O Plano de Desenvolvimento Produtivo (a nova política industrial), que será lançado na segunda-feira, no Rio, pelo presença do presidente Luiz Inácio Lula da Silva, deverá ter um custo fiscal de R$ 20 bilhões a R$ 25 bilhões até 2011, segundo fontes do governo. Esse montante envolve desonerações tributárias e medidas de equalização para a redução dos juros dos empréstimos do BNDES.
O Ministério da Fazenda ainda procura acomodar as demandas de diferentes setores industriais para a ampliação das medidas. Segundo as fontes, a desoneração tributária calculada inicialmente estaria perto de R$ 8 bilhões. Mas poderá ser maior. “Ainda estamos fechando os valores, podemos ter surpresas”, disse uma fonte.
O plano encontra a indústria em situação ainda favorável, mas com sinais de redução no ritmo de crescimento (ver página B5). No primeiro trimestre, a produção subiu 6,3% em relação a igual período de 2007, ante 9,2% no bimestre, pela mesma base de comparação.

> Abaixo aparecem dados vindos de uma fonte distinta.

//! Internal unit test utilities.

use std::{
    future::Future,
    pin::pin,
    sync::{Arc, Condvar, Mutex},
    task::{Context, Poll, Wake, Waker},
};

/// Polls a future to completion on the current thread, returning its output.
///
/// This is all the executor the tests need: settlement wakes the waker from whichever thread
/// settles, and the poll loop sleeps on a condvar in between.
pub fn block_on<R, F: Future<Output = R>>(fut: F) -> R {
    #[derive(Default)]
    struct ThreadWaker {
        /// Wake-ups bump the epoch and notify; the poll loop sleeps until the epoch moves.
        epoch: Mutex<u64>,
        condvar: Condvar,
    }
    impl Wake for ThreadWaker {
        fn wake(self: Arc<Self>) {
            *self.epoch.lock().unwrap() += 1;
            self.condvar.notify_one();
        }
    }

    let arc = Arc::new(ThreadWaker::default());
    let waker = Waker::from(arc.clone());
    let mut cx = Context::from_waker(&waker);

    let mut fut = pin!(fut);
    loop {
        match fut.as_mut().poll(&mut cx) {
            Poll::Ready(value) => return value,
            Poll::Pending => {
                let guard = arc.epoch.lock().unwrap();
                let seen = *guard;
                drop(arc.condvar.wait_while(guard, |n| *n == seen).unwrap());
            }
        }
    }
}
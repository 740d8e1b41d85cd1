//! First-settlement-wins selection over a set of tasks.

use std::sync::Arc;

use crate::{
    iter::EmptySequence,
    promise::{driver, PromiseInner},
    Cancelled, Canceller, Fault, Task,
};

/// Settles with the first of `tasks` to settle, for better or worse.
///
/// The winner's settlement is adopted wholesale, so a task that rejects first makes the race
/// reject. Once a winner is in, every other entrant is cancelled with [`Cancelled`], in the
/// order they were passed in, before the winning settlement is published. Blocking on the
/// race's task additionally waits for the losers' driver threads to wind down.
///
/// Cancelling the race (or dropping its [`Task`]) cancels all entrants.
///
/// An empty field settles with an [`EmptySequence`] fault immediately. There is nothing that
/// could ever win it, and a task that can never settle deadlocks whoever blocks on it.
pub fn race<T: Send + 'static>(tasks: Vec<Task<T>>) -> Task<T> {
    if tasks.is_empty() {
        return Task::settled(Err(Fault::new(EmptySequence)));
    }
    let inner = Arc::new(PromiseInner::new());
    let (nudge_tx, nudge_rx) = crossbeam_channel::unbounded();
    let canceller = Canceller::new(Arc::downgrade(&inner), Some(nudge_tx));
    let cell = inner.clone();
    let thread = driver("race", &inner, move || {
        let (settled_tx, settled_rx) = crossbeam_channel::unbounded();
        let mut entrants: Vec<Option<Task<T>>> = tasks
            .into_iter()
            .enumerate()
            .map(|(i, task)| {
                let tx = settled_tx.clone();
                task.on_settle(Box::new(move || {
                    let _ = tx.send(i);
                }));
                Some(task)
            })
            .collect();
        let index = crossbeam_channel::select! {
            recv(settled_rx) -> msg => match msg {
                Ok(index) => index,
                // We hold a sender, so the channel cannot disconnect.
                Err(_) => unreachable!(),
            },
            // The race itself was cancelled; dropping `entrants` cancels and joins them all.
            recv(nudge_rx) -> _ => return,
        };
        let winner = entrants[index].take().unwrap();
        let outcome = winner.block();
        for entrant in entrants.iter().flatten() {
            entrant.cancel(Cancelled);
        }
        cell.settle(outcome);
        // Dropping `entrants` joins the losers' threads before this driver exits.
    });
    Task::from_driver(inner, canceller, thread)
}

#[cfg(test)]
mod tests {
    use std::{
        panic::resume_unwind,
        sync::atomic::{AtomicBool, Ordering},
        time::{Duration, Instant},
    };

    use super::*;
    use crate::{delay, sync::Mutex, timeout};

    #[test]
    fn the_first_task_to_settle_wins() {
        let (fast, _cancel_fast) = delay(Duration::from_millis(5));
        let (slow, _cancel_slow) = delay(Duration::from_secs(60));
        let start = Instant::now();
        let elapsed = race(vec![fast, slow]).block().unwrap();
        assert!(
            elapsed < Duration::from_secs(1),
            "winner slept {elapsed:?}, expected the 5 ms entrant"
        );
        assert!(
            start.elapsed() < Duration::from_secs(10),
            "{:?} elapsed, the loser was slept out instead of cancelled",
            start.elapsed()
        );
    }

    #[test]
    fn a_rejecting_winner_rejects_the_race() {
        let (failing, _cancel_failing) = timeout(
            || -> u32 { resume_unwind(Box::new("lost cause".to_string())) },
            Duration::from_millis(5),
        );
        let (healthy, _cancel_healthy) = timeout(|| 7, Duration::from_secs(60));
        let fault = race(vec![failing, healthy]).block().unwrap_err();
        assert_eq!(fault.downcast::<String>().unwrap(), "lost cause");
    }

    #[test]
    fn losers_never_run_their_steps() {
        let ran = Arc::new(AtomicBool::new(false));
        let flag = ran.clone();
        let (fast, _cancel_fast) = timeout(|| (), Duration::from_millis(5));
        let (slow, _cancel_slow) = timeout(
            move || flag.store(true, Ordering::Relaxed),
            Duration::from_secs(60),
        );
        race(vec![fast, slow]).block().unwrap();
        // Blocking on the race joins the losers' drivers, so the flag is final by now.
        assert!(!ran.load(Ordering::Relaxed));
    }

    #[test]
    fn losers_are_cancelled_in_entry_order_after_the_winner() {
        let log = Arc::new(Mutex::new(Vec::new()));
        let mut entrants = Vec::new();
        for i in 0..4 {
            let after = if i == 1 {
                Duration::from_millis(5)
            } else {
                Duration::from_secs(60)
            };
            let (task, _cancel) = delay(after);
            let seen = log.clone();
            // Attached before the race's own watcher, so each entrant logs first.
            task.on_settle(Box::new(move || seen.lock().push(i)));
            entrants.push(task);
        }
        race(entrants).block().unwrap();
        // The winner settles first, then the losers are cancelled in entry order.
        assert_eq!(*log.lock(), vec![1, 0, 2, 3]);
    }

    #[test]
    fn cancelling_the_race_cancels_every_entrant() {
        let log = Arc::new(Mutex::new(Vec::new()));
        let mut entrants = Vec::new();
        for i in 0..2 {
            let (slow, _cancel) = delay(Duration::from_secs(60));
            let seen = log.clone();
            slow.on_settle(Box::new(move || seen.lock().push(i)));
            entrants.push(slow);
        }
        let task = race(entrants);
        task.cancel("called off".to_string());
        let start = Instant::now();
        let fault = task.block().unwrap_err();
        assert_eq!(fault.downcast::<String>().unwrap(), "called off");
        assert!(
            start.elapsed() < Duration::from_secs(10),
            "{:?} elapsed, an entrant was slept out instead of cancelled",
            start.elapsed()
        );
        assert_eq!(*log.lock(), vec![0, 1]);
    }

    #[test]
    fn an_empty_race_faults_instead_of_hanging() {
        let task = race(Vec::<Task<i32>>::new());
        assert!(task.is_settled());
        let fault = task.block().unwrap_err();
        assert!(fault.is::<EmptySequence>());
    }
}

O ministro do Planejamento, Paulo Bernardo, disse que a redução de impostos e o barateamento do crédito podem ser instituídos por medida provisória. Mas ressalvou que isso ainda está sendo avaliado.
“Como estamos falando em tirar imposto e ter linhas de crédito mais baratas, o ideal seria que fosse por medida provisória, para ter efeito imediato. Mas, até por conta da indisposição do Congresso em relação a medidas provisórias, acho que deveria ter uma consulta também aos presidentes da Câmara e do Senado”, ponderou.
A nova política industrial buscará incentivar os investimentos, a inovação tecnológica e, sobretudo, as exportações. O governo tem como prioridade estimular as vendas ao exterior para reverter a escalada no déficit em conta corrente.